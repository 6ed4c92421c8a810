//! Configuration management with file persistence

use anyhow::{anyhow, Context};
use chrono::NaiveTime;
use serde::{Deserialize, Serialize};
use std::env;
use std::fs;
use std::path::PathBuf;

/// Trellis configuration
#[derive(Debug, Clone, Serialize, Deserialize)]
pub struct Config {
    pub business: BusinessConfig,
    pub booking: BookingConfig,
    pub sync: SyncConfig,
}

/// Operating parameters of the business itself
#[derive(Debug, Clone, Serialize, Deserialize)]
pub struct BusinessConfig {
    pub name: String,
    /// Opening time, "HH:MM" 24-hour format
    pub open: String,
    /// Closing time, "HH:MM" 24-hour format
    pub close: String,
}

#[derive(Debug, Clone, Serialize, Deserialize)]
pub struct BookingConfig {
    /// Step between candidate slot starts, in minutes
    pub slot_granularity_minutes: u32,
    /// Cancellations inside this window are flagged as late
    pub cancellation_notice_hours: i64,
}

#[derive(Debug, Clone, Serialize, Deserialize)]
pub struct SyncConfig {
    /// Maximum retry attempts for a queued graph write before it is
    /// marked dead
    pub outbox_max_attempts: u32,
}

impl Default for Config {
    fn default() -> Self {
        Self {
            business: BusinessConfig {
                name: "Trellis".to_string(),
                open: "09:00".to_string(),
                close: "17:00".to_string(),
            },
            booking: BookingConfig {
                slot_granularity_minutes: 30,
                cancellation_notice_hours: 24,
            },
            sync: SyncConfig {
                outbox_max_attempts: 5,
            },
        }
    }
}

impl BusinessConfig {
    /// Parsed opening time
    pub fn open_time(&self) -> anyhow::Result<NaiveTime> {
        NaiveTime::parse_from_str(&self.open, "%H:%M")
            .with_context(|| format!("Invalid opening time: {}", self.open))
    }

    /// Parsed closing time
    pub fn close_time(&self) -> anyhow::Result<NaiveTime> {
        NaiveTime::parse_from_str(&self.close, "%H:%M")
            .with_context(|| format!("Invalid closing time: {}", self.close))
    }
}

impl Config {
    /// Get the config directory path
    pub fn config_dir() -> anyhow::Result<PathBuf> {
        let dir = if let Ok(custom_dir) = env::var("TRELLIS_CONFIG_DIR") {
            PathBuf::from(custom_dir)
        } else {
            dirs::config_dir()
                .ok_or_else(|| anyhow!("Could not determine config directory"))?
                .join("trellis")
        };
        Ok(dir)
    }

    /// Get the config file path
    pub fn config_path() -> anyhow::Result<PathBuf> {
        Ok(Self::config_dir()?.join("config.toml"))
    }

    /// Load configuration from file, or create default if it doesn't exist
    pub fn load() -> anyhow::Result<Self> {
        let path = Self::config_path()?;

        if path.exists() {
            let contents = fs::read_to_string(&path)
                .with_context(|| format!("Failed to read config file: {}", path.display()))?;
            let config: Config = toml::from_str(&contents)
                .with_context(|| format!("Failed to parse config file: {}", path.display()))?;
            config.validate()?;
            Ok(config)
        } else {
            Ok(Config::default())
        }
    }

    /// Save configuration to file
    pub fn save(&self) -> anyhow::Result<()> {
        self.validate()?;

        let dir = Self::config_dir()?;
        fs::create_dir_all(&dir)
            .with_context(|| format!("Failed to create config directory: {}", dir.display()))?;

        let path = Self::config_path()?;
        let contents = toml::to_string_pretty(self).context("Failed to serialize config")?;

        fs::write(&path, contents)
            .with_context(|| format!("Failed to write config file: {}", path.display()))?;

        Ok(())
    }

    /// Validate configuration
    pub fn validate(&self) -> anyhow::Result<()> {
        let open = self.business.open_time()?;
        let close = self.business.close_time()?;
        if close <= open {
            return Err(anyhow!(
                "Closing time {} must be after opening time {}",
                self.business.close,
                self.business.open
            ));
        }
        if self.booking.slot_granularity_minutes == 0 {
            return Err(anyhow!("Slot granularity must be positive"));
        }
        if self.sync.outbox_max_attempts == 0 {
            return Err(anyhow!("Outbox max attempts must be positive"));
        }
        Ok(())
    }

    /// Get a configuration value by key
    pub fn get(&self, key: &str) -> anyhow::Result<String> {
        match key {
            "business.name" => Ok(self.business.name.clone()),
            "business.open" => Ok(self.business.open.clone()),
            "business.close" => Ok(self.business.close.clone()),
            "booking.slot_granularity_minutes" => {
                Ok(self.booking.slot_granularity_minutes.to_string())
            }
            "booking.cancellation_notice_hours" => {
                Ok(self.booking.cancellation_notice_hours.to_string())
            }
            "sync.outbox_max_attempts" => Ok(self.sync.outbox_max_attempts.to_string()),
            _ => Err(anyhow!("Unknown config key: {}", key)),
        }
    }

    /// Set a configuration value by key
    pub fn set(&mut self, key: &str, value: &str) -> anyhow::Result<()> {
        match key {
            "business.name" => self.business.name = value.to_string(),
            "business.open" => self.business.open = value.to_string(),
            "business.close" => self.business.close = value.to_string(),
            "booking.slot_granularity_minutes" => {
                self.booking.slot_granularity_minutes =
                    value.parse().context("Expected a positive integer")?;
            }
            "booking.cancellation_notice_hours" => {
                self.booking.cancellation_notice_hours =
                    value.parse().context("Expected an integer")?;
            }
            "sync.outbox_max_attempts" => {
                self.sync.outbox_max_attempts =
                    value.parse().context("Expected a positive integer")?;
            }
            _ => return Err(anyhow!("Unknown config key: {}", key)),
        }
        self.validate()
    }
}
--
ABOUT THIS EXERCISE>
Retype each record, matching it exactly.

SOLUTION TO THIS EXERCISE>
repository 6ed4c92421c8a810
//! Configuration management with file persistence

use anyhow::{anyhow, Context};
use chrono::NaiveTime;
use serde::{Deserialize, Serialize};
use std::env;
use std::fs;
use std::path::PathBuf;

/// Trellis configuration
#[derive(Debug, Clone, Serialize, Deserialize)]
pub struct Config {
    pub business: BusinessConfig,
    pub booking: BookingConfig,
    pub sync: SyncConfig,
}

/// Operating parameters of the business itself
#[derive(Debug, Clone, Serialize, Deserialize)]
pub struct BusinessConfig {
    pub name: String,
    /// Opening time, "HH:MM" 24-hour format
    pub open: String,
    /// Closing time, "HH:MM" 24-hour format
    pub close: String,
}

#[derive(Debug, Clone, Serialize, Deserialize)]
pub struct BookingConfig {
    /// Step between candidate slot starts, in minutes
    pub slot_granularity_minutes: u32,
    /// Cancellations inside this window are flagged as late
    pub cancellation_notice_hours: i64,
}

#[derive(Debug, Clone, Serialize, Deserialize)]
pub struct SyncConfig {
    /// Maximum retry attempts for a queued graph write before it is
    /// marked dead
    pub outbox_max_attempts: u32,
}

impl Default for Config {
    fn default() -> Self {
        Self {
            business: BusinessConfig {
                name: "Trellis".to_string(),
                open: "09:00".to_string(),
                close: "17:00".to_string(),
            },
            booking: BookingConfig {
                slot_granularity_minutes: 30,
                cancellation_notice_hours: 24,
            },
            sync: SyncConfig {
                outbox_max_attempts: 5,
            },
        }
    }
}

impl BusinessConfig {
    /// Parsed opening time
    pub fn open_time(&self) -> anyhow::Result<NaiveTime> {
        NaiveTime::parse_from_str(&self.open, "%H:%M")
            .with_context(|| format!("Invalid opening time: {}", self.open))
    }

    /// Parsed closing time
    pub fn close_time(&self) -> anyhow::Result<NaiveTime> {
        NaiveTime::parse_from_str(&self.close, "%H:%M")
            .with_context(|| format!("Invalid closing time: {}", self.close))
    }
}

impl Config {
    /// Get the config directory path
    pub fn config_dir() -> anyhow::Result<PathBuf> {
        let dir = if let Ok(custom_dir) = env::var("TRELLIS_CONFIG_DIR") {
            PathBuf::from(custom_dir)
        } else {
            dirs::config_dir()
                .ok_or_else(|| anyhow!("Could not determine config directory"))?
                .join("trellis")
        };
        Ok(dir)
    }

    /// Get the config file path
    pub fn config_path() -> anyhow::Result<PathBuf> {
        Ok(Self::config_dir()?.join("config.toml"))
    }

    /// Load configuration from file, or create default if it doesn't exist
    pub fn load() -> anyhow::Result<Self> {
        let path = Self::config_path()?;

        if path.exists() {
            let contents = fs::read_to_string(&path)
                .with_context(|| format!("Failed to read config file: {}", path.display()))?;
            let config: Config = toml::from_str(&contents)
                .with_context(|| format!("Failed to parse config file: {}", path.display()))?;
            config.validate()?;
            Ok(config)
        } else {
            Ok(Config::default())
        }
    }

    /// Save configuration to file
    pub fn save(&self) -> anyhow::Result<()> {
        self.validate()?;

        let dir = Self::config_dir()?;
        fs::create_dir_all(&dir)
            .with_context(|| format!("Failed to create config directory: {}", dir.display()))?;

        let path = Self::config_path()?;
        let contents = toml::to_string_pretty(self).context("Failed to serialize config")?;

        fs::write(&path, contents)
            .with_context(|| format!("Failed to write config file: {}", path.display()))?;

        Ok(())
    }

    /// Validate configuration
    pub fn validate(&self) -> anyhow::Result<()> {
        let open = self.business.open_time()?;
        let close = self.business.close_time()?;
        if close <= open {
            return Err(anyhow!(
                "Closing time {} must be after opening time {}",
                self.business.close,
                self.business.open
            ));
        }
        if self.booking.slot_granularity_minutes == 0 {
            return Err(anyhow!("Slot granularity must be positive"));
        }
        if self.sync.outbox_max_attempts == 0 {
            return Err(anyhow!("Outbox max attempts must be positive"));
        }
        Ok(())
    }

    /// Get a configuration value by key
    pub fn get(&self, key: &str) -> anyhow::Result<String> {
        match key {
            "business.name" => Ok(self.business.name.clone()),
            "business.open" => Ok(self.business.open.clone()),
            "business.close" => Ok(self.business.close.clone()),
            "booking.slot_granularity_minutes" => {
                Ok(self.booking.slot_granularity_minutes.to_string())
            }
            "booking.cancellation_notice_hours" => {
                Ok(self.booking.cancellation_notice_hours.to_string())
            }
            "sync.outbox_max_attempts" => Ok(self.sync.outbox_max_attempts.to_string()),
            _ => Err(anyhow!("Unknown config key: {}", key)),
        }
    }

    /// Set a configuration value by key
    pub fn set(&mut self, key: &str, value: &str) -> anyhow::Result<()> {
        match key {
            "business.name" => self.business.name = value.to_string(),
            "business.open" => self.business.open = value.to_string(),
            "business.close" => self.business.close = value.to_string(),
            "booking.slot_granularity_minutes" => {
                self.booking.slot_granularity_minutes =
                    value.parse().context("Expected a positive integer")?;
            }
            "booking.cancellation_notice_hours" => {
                self.booking.cancellation_notice_hours =
                    value.parse().context("Expected an integer")?;
            }
            "sync.outbox_max_attempts" => {
                self.sync.outbox_max_attempts =
                    value.parse().context("Expected a positive integer")?;
            }
            _ => return Err(anyhow!("Unknown config key: {}", key)),
        }
        self.validate()
    }
}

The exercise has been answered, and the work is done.